Trench composting is a composting method that enables you to use those kitchen scraps to build your soil without building a big compost pile. Unlike me, who built the composting palace to end all composting palaces, you simply trench your scraps into the ground. Basically, dig a trench and pile the scraps in.
Trench composting can also be used to enrich the soil between rows of crops. For example, if you’ve got rows spaced far enough apart, you can dig a V-shaped trench and layer compost scraps inside. As long as the fresh materials aren’t near the roots of your plants, trench composting around growing crops should be fine.
What should you add to your trench system?
- Vegetable peels, such as potato peels, carrot peels
- Grass clippings
- Banana peels, apple cores
- Coffee grounds
- Tea bags
One word of warning, thought. Trench composting isn’t a good idea if you have dogs. Curious dogs dig up the compost and may even eat the materials. Cats love to dig it up, too.
As with most compost systems, avoid adding cooked foods, bread, salad oils, bones and any food products that will attract vermin. Don’t add dog, cat or other carnivore manures.

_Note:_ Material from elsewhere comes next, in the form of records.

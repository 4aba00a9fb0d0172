//! Control surface over the shared `AppState`.
//!
//! These are the operations a front end drives: start the loop, push player
//! commands into it, and poll the latest snapshot.

use std::thread::JoinHandle;

use tracing::info;

use bastion_core::commands::PlayerCommand;
use bastion_core::state::GameStateSnapshot;

use crate::game_loop::{self, LoopOptions, LoopSummary, SnapshotSink};
use crate::state::{AppError, AppState};

/// Start the game loop thread. Fails if one is already running.
pub fn start_simulation(
    state: &AppState,
    options: LoopOptions,
    sink: SnapshotSink,
) -> Result<JoinHandle<LoopSummary>, AppError> {
    let mut running = state.running.lock().map_err(|_| AppError::Poisoned)?;
    if *running {
        return Err(AppError::AlreadyRunning);
    }
    if let Some(level) = &options.level {
        level.validate()?;
    }

    let (tx, handle) =
        game_loop::spawn_game_loop(options, state.latest_snapshot.clone(), sink)?;

    let mut tx_lock = state.command_tx.lock().map_err(|_| AppError::Poisoned)?;
    *tx_lock = Some(tx);
    *running = true;

    info!("simulation started");
    Ok(handle)
}

/// Wait for the loop thread to finish and mark the state stopped.
pub fn join_simulation(
    state: &AppState,
    handle: JoinHandle<LoopSummary>,
) -> Result<LoopSummary, AppError> {
    let summary = handle.join().map_err(|_| AppError::Disconnected)?;
    let mut running = state.running.lock().map_err(|_| AppError::Poisoned)?;
    *running = false;
    let mut tx_lock = state.command_tx.lock().map_err(|_| AppError::Poisoned)?;
    *tx_lock = None;
    Ok(summary)
}

/// Send a player command to the simulation.
pub fn send_command(state: &AppState, command: PlayerCommand) -> Result<(), AppError> {
    state.send_command(command)
}

/// Latest snapshot (for synchronous polling).
pub fn get_snapshot(state: &AppState) -> Result<Option<GameStateSnapshot>, AppError> {
    state.snapshot()
}

/// Latest snapshot encoded as JSON, `None` before the first tick.
pub fn get_snapshot_json(state: &AppState) -> Result<Option<String>, AppError> {
    match state.snapshot()? {
        Some(snapshot) => Ok(Some(serde_json::to_string(&snapshot)?)),
        None => Ok(None),
    }
}
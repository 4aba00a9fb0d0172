//! Bastion runner.
//!
//! Wires the simulation crates to a game loop thread, a small control
//! surface over shared state, and the headless command-line front end.

pub mod cli;
pub mod control;
pub mod game_loop;
pub mod state;

pub use bastion_core as core;
//! Simulation engine: the core of the game.
//!
//! `SimulationEngine` owns the hecs ECS world, the grid, the wave scheduler
//! and the injected collaborators. It processes player commands between
//! ticks, runs all systems, and produces `GameStateSnapshot`s. Completely
//! headless, enabling deterministic testing.

use std::collections::VecDeque;

use hecs::{Entity, World};
use rand::SeedableRng;
use rand_chacha::ChaCha8Rng;
use tracing::{debug, info, warn};

use bastion_core::catalog::Catalog;
use bastion_core::commands::PlayerCommand;
use bastion_core::components::TowerState;
use bastion_core::config::LevelConfig;
use bastion_core::constants::MAX_TIME_SCALE;
use bastion_core::enums::{GamePhase, ScenarioId, TowerKind, TowerPhase, WavePhase};
use bastion_core::error::{ConfigError, PlacementError, RepairError};
use bastion_core::events::GameEvent;
use bastion_core::state::GameStateSnapshot;
use bastion_core::types::{CellCoord, Countdown, SimTime, TowerHandle};
use bastion_grid::Grid;

use crate::collaborators::{Collaborators, Currency, PlayerLives, ScoreSink};
use crate::registry;
use crate::scenario;
use crate::systems;
use crate::systems::wave_spawner::WaveScheduler;
use crate::world_setup::{self, WorldSpawner};

/// Configuration for starting a new simulation.
#[derive(Debug, Clone)]
pub struct SimConfig {
    /// RNG seed for determinism. Same seed = same simulation.
    pub seed: u64,
    /// Initial time scale (1.0 = normal).
    pub time_scale: f64,
    /// Enemy and tower stats.
    pub catalog: Catalog,
    /// Whether tower-attacking enemies can also damage and destroy towers.
    pub destructible_towers: bool,
}

impl Default for SimConfig {
    fn default() -> Self {
        Self {
            seed: 42,
            time_scale: 1.0,
            catalog: Catalog::default(),
            destructible_towers: false,
        }
    }
}

/// The simulation engine. Owns the ECS world and all sim state.
pub struct SimulationEngine {
    world: World,
    time: SimTime,
    phase: GamePhase,
    time_scale: f64,
    rng: ChaCha8Rng,
    command_queue: VecDeque<PlayerCommand>,
    despawn_buffer: Vec<Entity>,
    events: Vec<GameEvent>,

    catalog: Catalog,
    destructible_towers: bool,
    selected_scenario: ScenarioId,
    /// Level loaded from outside, preferred over the selected scenario.
    custom_level: Option<LevelConfig>,
    /// Scenario behind the running level, `None` for a custom level.
    active_scenario: Option<ScenarioId>,
    level: Option<LevelConfig>,
    grid: Option<Grid>,
    waves: WaveScheduler,
    collaborators: Collaborators,
}
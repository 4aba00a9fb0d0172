//! Error types.
//!
//! Only configuration loading and player-initiated actions are fallible.
//! Stale handles and out-of-bounds grid access are handled by returning
//! defaults, not errors.

use thiserror::Error;

use crate::enums::{EnemyKind, TowerKind};
use crate::types::{CellCoord, TowerHandle};

/// Problems with level or catalog data.
#[derive(Debug, Error)]
pub enum ConfigError {
    #[error("no stats for enemy kind {0:?}")]
    UnknownEnemyKind(EnemyKind),
    #[error("no stats for tower kind {0:?}")]
    UnknownTowerKind(TowerKind),
    #[error("level has no spawn points")]
    NoSpawnPoints,
    #[error("cell array has {actual} entries, grid needs {expected}")]
    GridSizeMismatch { expected: usize, actual: usize },
    #[error("invalid stat: {0}")]
    InvalidStat(String),
    #[error("malformed level json: {0}")]
    Json(#[from] serde_json::Error),
    #[error("failed to read level: {0}")]
    Io(#[from] std::io::Error),
}

/// Why an enemy could not be spawned. Logged and counted as resolved.
#[derive(Debug, Clone, PartialEq, Eq, Error)]
pub enum SpawnError {
    #[error("level has no spawn points")]
    NoSpawnPoints,
    #[error("no path from spawn point {0:?}")]
    NoPath(CellCoord),
    #[error("no stats for enemy kind {0:?}")]
    UnknownEnemyKind(EnemyKind),
}

/// Why a tower could not be placed.
#[derive(Debug, Clone, PartialEq, Eq, Error)]
pub enum PlacementError {
    #[error("cell {0:?} is outside the grid")]
    OutOfBounds(CellCoord),
    #[error("cell {0:?} is not buildable")]
    NotBuildable(CellCoord),
    #[error("cell {0:?} already holds a tower")]
    Occupied(CellCoord),
    #[error("no stats for tower kind {0:?}")]
    UnknownTowerKind(TowerKind),
    #[error("tower costs {cost}, balance is {balance}")]
    InsufficientFunds { cost: u32, balance: u32 },
    #[error("no level is active")]
    NoActiveLevel,
}

/// Why a tower could not be repaired.
#[derive(Debug, Clone, PartialEq, Eq, Error)]
pub enum RepairError {
    #[error("tower {0:?} does not exist")]
    NoSuchTower(TowerHandle),
    #[error("tower {0:?} is not destroyed")]
    NotDestroyed(TowerHandle),
    #[error("tower {0:?} cannot be repaired")]
    NotRepairable(TowerHandle),
    #[error("repair costs {cost}, balance is {balance}")]
    InsufficientFunds { cost: u32, balance: u32 },
}
//! Static per-kind stats for enemies and towers.
//!
//! Variant behavior is expressed as optional capability blocks on the stats
//! (a speed boost, a death splash, a tower attack) rather than per-kind code.

use std::collections::BTreeMap;

use serde::{Deserialize, Serialize};

use crate::constants::PROJECTILE_SPEED;
use crate::enums::{EnemyKind, TowerKind};
use crate::error::ConfigError;

/// Periodic self speed-up.
#[derive(Debug, Clone, Copy, PartialEq, Serialize, Deserialize)]
pub struct SpeedBoost {
    /// Time between the end of one boost and the start of the next.
    pub interval_secs: f64,
    pub duration_secs: f64,
    pub multiplier: f64,
}

/// Damage dealt to other living enemies nearby when this enemy dies.
#[derive(Debug, Clone, Copy, PartialEq, Serialize, Deserialize)]
pub struct DeathSplash {
    pub radius: f64,
    pub damage: u32,
}

/// Ability to stun (and optionally damage) towers in reach.
#[derive(Debug, Clone, Copy, PartialEq, Serialize, Deserialize)]
pub struct TowerAttack {
    pub range: f64,
    /// Attacks per second.
    pub attack_rate: f64,
    pub stun_secs: f64,
    /// Structural damage per attack; only applies when towers are destructible.
    #[serde(default)]
    pub damage: u32,
}

/// Static enemy stats.
#[derive(Debug, Clone, PartialEq, Serialize, Deserialize)]
pub struct EnemyStats {
    pub max_health: u32,
    /// World units per second.
    pub speed: f64,
    /// Lives lost when this enemy reaches the exit.
    pub contact_damage: u32,
    /// Currency paid out on death.
    pub bounty: u32,
    /// Score awarded on death.
    pub score_value: u32,
    /// Fraction of incoming damage ignored (0..1).
    #[serde(default)]
    pub damage_resistance: f64,
    #[serde(default)]
    pub speed_boost: Option<SpeedBoost>,
    #[serde(default)]
    pub death_splash: Option<DeathSplash>,
    #[serde(default)]
    pub tower_attack: Option<TowerAttack>,
}

/// What a projectile does when it arrives.
#[derive(Debug, Clone, Copy, PartialEq, Serialize, Deserialize)]
#[serde(tag = "kind")]
pub enum Resolution {
    /// Damage the target only.
    Direct,
    /// Damage every living enemy within `radius` of the impact point.
    Area { radius: f64 },
    /// Damage the target, then slow it.
    Slow { factor: f64, duration_secs: f64 },
}

/// How a tower delivers its damage.
#[derive(Debug, Clone, Copy, PartialEq, Serialize, Deserialize)]
#[serde(tag = "mode")]
pub enum AttackMode {
    /// Damage lands on the target the tick the tower fires.
    Direct,
    /// A projectile is launched at the target.
    Projectile { speed: f64, resolution: Resolution },
}

/// Chance to multiply a shot's damage.
#[derive(Debug, Clone, Copy, PartialEq, Serialize, Deserialize)]
pub struct CriticalHit {
    pub chance: f64,
    pub multiplier: f64,
}

/// Static tower stats.
#[derive(Debug, Clone, PartialEq, Serialize, Deserialize)]
pub struct TowerStats {
    pub cost: u32,
    pub range: f64,
    /// Shots per second.
    pub fire_rate: f64,
    pub damage: u32,
    pub attack: AttackMode,
    #[serde(default)]
    pub critical: Option<CriticalHit>,
    pub max_health: u32,
    pub repairable: bool,
    pub repair_cost: u32,
}

impl TowerStats {
    /// Seconds between shots.
    pub fn fire_interval_secs(&self) -> f64 {
        1.0 / self.fire_rate
    }
}

/// All enemy and tower stats, keyed by kind.
#[derive(Debug, Clone, PartialEq, Serialize, Deserialize)]
pub struct Catalog {
    pub enemies: BTreeMap<EnemyKind, EnemyStats>,
    pub towers: BTreeMap<TowerKind, TowerStats>,
}

impl Catalog {
    pub fn enemy(&self, kind: EnemyKind) -> Result<&EnemyStats, ConfigError> {
        self.enemies
            .get(&kind)
            .ok_or(ConfigError::UnknownEnemyKind(kind))
    }

    pub fn tower(&self, kind: TowerKind) -> Result<&TowerStats, ConfigError> {
        self.towers
            .get(&kind)
            .ok_or(ConfigError::UnknownTowerKind(kind))
    }

    /// Reject stats that would stall or break the simulation.
    pub fn validate(&self) -> Result<(), ConfigError> {
        for (kind, stats) in &self.enemies {
            if stats.max_health == 0 {
                return Err(invalid(format!("{kind:?} max_health must be positive")));
            }
            if !(stats.speed >= 0.0) {
                return Err(invalid(format!("{kind:?} speed must not be negative")));
            }
            if !(0.0..1.0).contains(&stats.damage_resistance) {
                return Err(invalid(format!(
                    "{kind:?} damage_resistance must be in [0, 1)"
                )));
            }
            if let Some(attack) = &stats.tower_attack {
                if !(attack.attack_rate > 0.0) {
                    return Err(invalid(format!("{kind:?} attack_rate must be positive")));
                }
            }
            if let Some(boost) = &stats.speed_boost {
                if !(boost.interval_secs > 0.0 && boost.duration_secs > 0.0) {
                    return Err(invalid(format!(
                        "{kind:?} speed boost timings must be positive"
                    )));
                }
            }
        }
        for (kind, stats) in &self.towers {
            if !(stats.fire_rate > 0.0) {
                return Err(invalid(format!("{kind:?} fire_rate must be positive")));
            }
            if !(stats.range > 0.0) {
                return Err(invalid(format!("{kind:?} range must be positive")));
            }
            if stats.max_health == 0 {
                return Err(invalid(format!("{kind:?} max_health must be positive")));
            }
            if let AttackMode::Projectile { speed, .. } = stats.attack {
                if !(speed > 0.0) {
                    return Err(invalid(format!(
                        "{kind:?} projectile speed must be positive"
                    )));
                }
            }
        }
        Ok(())
    }
}

fn invalid(message: String) -> ConfigError {
    ConfigError::InvalidStat(message)
}

impl Default for Catalog {
    fn default() -> Self {
        let mut enemies = BTreeMap::new();
        enemies.insert(
            EnemyKind::Basic,
            EnemyStats {
                max_health: 100,
                speed: 3.0,
                contact_damage: 1,
                bounty: 20,
                score_value: 10,
                damage_resistance: 0.0,
                speed_boost: None,
                death_splash: None,
                tower_attack: None,
            },
        );
        enemies.insert(
            EnemyKind::Fast,
            EnemyStats {
                max_health: 50,
                speed: 6.0,
                contact_damage: 1,
                bounty: 30,
                score_value: 15,
                damage_resistance: 0.0,
                speed_boost: Some(SpeedBoost {
                    interval_secs: 5.0,
                    duration_secs: 2.0,
                    multiplier: 1.5,
                }),
                death_splash: None,
                tower_attack: None,
            },
        );
        enemies.insert(
            EnemyKind::Tank,
            EnemyStats {
                max_health: 300,
                speed: 1.5,
                contact_damage: 2,
                bounty: 50,
                score_value: 25,
                damage_resistance: 0.25,
                speed_boost: None,
                death_splash: Some(DeathSplash {
                    radius: 2.0,
                    damage: 50,
                }),
                tower_attack: None,
            },
        );
        enemies.insert(
            EnemyKind::TowerAttacker,
            EnemyStats {
                max_health: 150,
                speed: 2.5,
                contact_damage: 1,
                bounty: 40,
                score_value: 30,
                damage_resistance: 0.0,
                speed_boost: None,
                death_splash: None,
                tower_attack: Some(TowerAttack {
                    range: 2.0,
                    attack_rate: 1.0,
                    stun_secs: 3.0,
                    damage: 20,
                }),
            },
        );

        let mut towers = BTreeMap::new();
        let tower = |cost, range, fire_rate, damage, attack, critical| TowerStats {
            cost,
            range,
            fire_rate,
            damage,
            attack,
            critical,
            max_health: 100,
            repairable: true,
            repair_cost: 25,
        };
        towers.insert(
            TowerKind::Basic,
            tower(100, 3.0, 1.0, 10, AttackMode::Direct, None),
        );
        towers.insert(
            TowerKind::AoeCannon,
            tower(
                200,
                2.5,
                0.5,
                15,
                AttackMode::Projectile {
                    speed: PROJECTILE_SPEED,
                    resolution: Resolution::Area { radius: 2.0 },
                },
                None,
            ),
        );
        towers.insert(
            TowerKind::Sniper,
            tower(
                250,
                6.0,
                0.25,
                40,
                AttackMode::Projectile {
                    speed: PROJECTILE_SPEED,
                    resolution: Resolution::Direct,
                },
                Some(CriticalHit {
                    chance: 0.25,
                    multiplier: 2.0,
                }),
            ),
        );
        towers.insert(
            TowerKind::Slow,
            tower(
                150,
                3.5,
                0.75,
                5,
                AttackMode::Projectile {
                    speed: PROJECTILE_SPEED,
                    resolution: Resolution::Slow {
                        factor: 0.5,
                        duration_secs: 3.0,
                    },
                },
                None,
            ),
        );

        Self { enemies, towers }
    }
}
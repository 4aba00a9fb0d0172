//! Enemy movement system: path following, status timers, and exits.

use hecs::{Entity, World};
use tracing::debug;

use bastion_core::components::{EnemyState, PathFollower, StatusEffects};
use bastion_core::enums::EnemyPhase;
use bastion_core::events::GameEvent;
use bastion_core::types::Position;
use bastion_enemy_ai::movement::{self, StepOutcome};
use bastion_enemy_ai::status;

use crate::collaborators::{Collaborators, PlayerLives};
use crate::registry;

/// Move every living enemy along its path, then advance its slow and boost
/// timers. Enemies that run out of path cost the player lives and are left
/// in ReachedExit for cleanup. Returns how many enemies left this tick.
pub fn run(
    world: &mut World,
    dt: f64,
    collaborators: &mut Collaborators,
    events: &mut Vec<GameEvent>,
) -> u32 {
    let mut exits: Vec<(Entity, u32)> = Vec::new();

    for (entity, (pos, state, follower, effects)) in world.query_mut::<(
        &mut Position,
        &mut EnemyState,
        &mut PathFollower,
        &mut StatusEffects,
    )>() {
        if !state.is_alive() {
            continue;
        }
        if state.phase == EnemyPhase::Spawned {
            state.phase = EnemyPhase::Walking;
        }

        let speed = status::effective_speed(state.base_speed, effects);
        match movement::step_along_path(pos.0, follower, speed, dt) {
            StepOutcome::Moving(next) => pos.0 = next,
            StepOutcome::ReachedExit(next) => {
                pos.0 = next;
                state.phase = EnemyPhase::ReachedExit;
                exits.push((entity, state.contact_damage));
                continue;
            }
        }

        let changes = status::tick(effects);
        if changes.boost_started {
            debug!(enemy = ?registry::enemy_handle(entity), "speed boost");
        }
    }

    for &(entity, damage) in &exits {
        let remaining = collaborators.lives.reduce_lives(damage);
        let enemy = registry::enemy_handle(entity);
        debug!(?enemy, damage, remaining, "enemy reached exit");
        events.push(GameEvent::EnemyReachedExit { enemy, damage });
        events.push(GameEvent::LivesChanged { remaining });
    }

    exits.len() as u32
}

Trench Composting Explained
Source: Fix.com Blog
So will you try trench composting this year? I’ve tried it throughout my garden with limited success. I think part of the problem is that I didn’t keep it up for long enough. It did help with some of my raised beds, though, and I think this method, in addition to regular soil testing and adding amendments, can improve soil quality. I also neglected to move the trench as the graphic shows. I sort of layered everything into one big pit. Moving the trench does help the materials decompose over time, which will build your soil.
This technique offers yet another soil-building method that keeps wastes out of the landfills and helps support a health soil ecosystem.
Let me know your thoughts on trench composting in the comments section!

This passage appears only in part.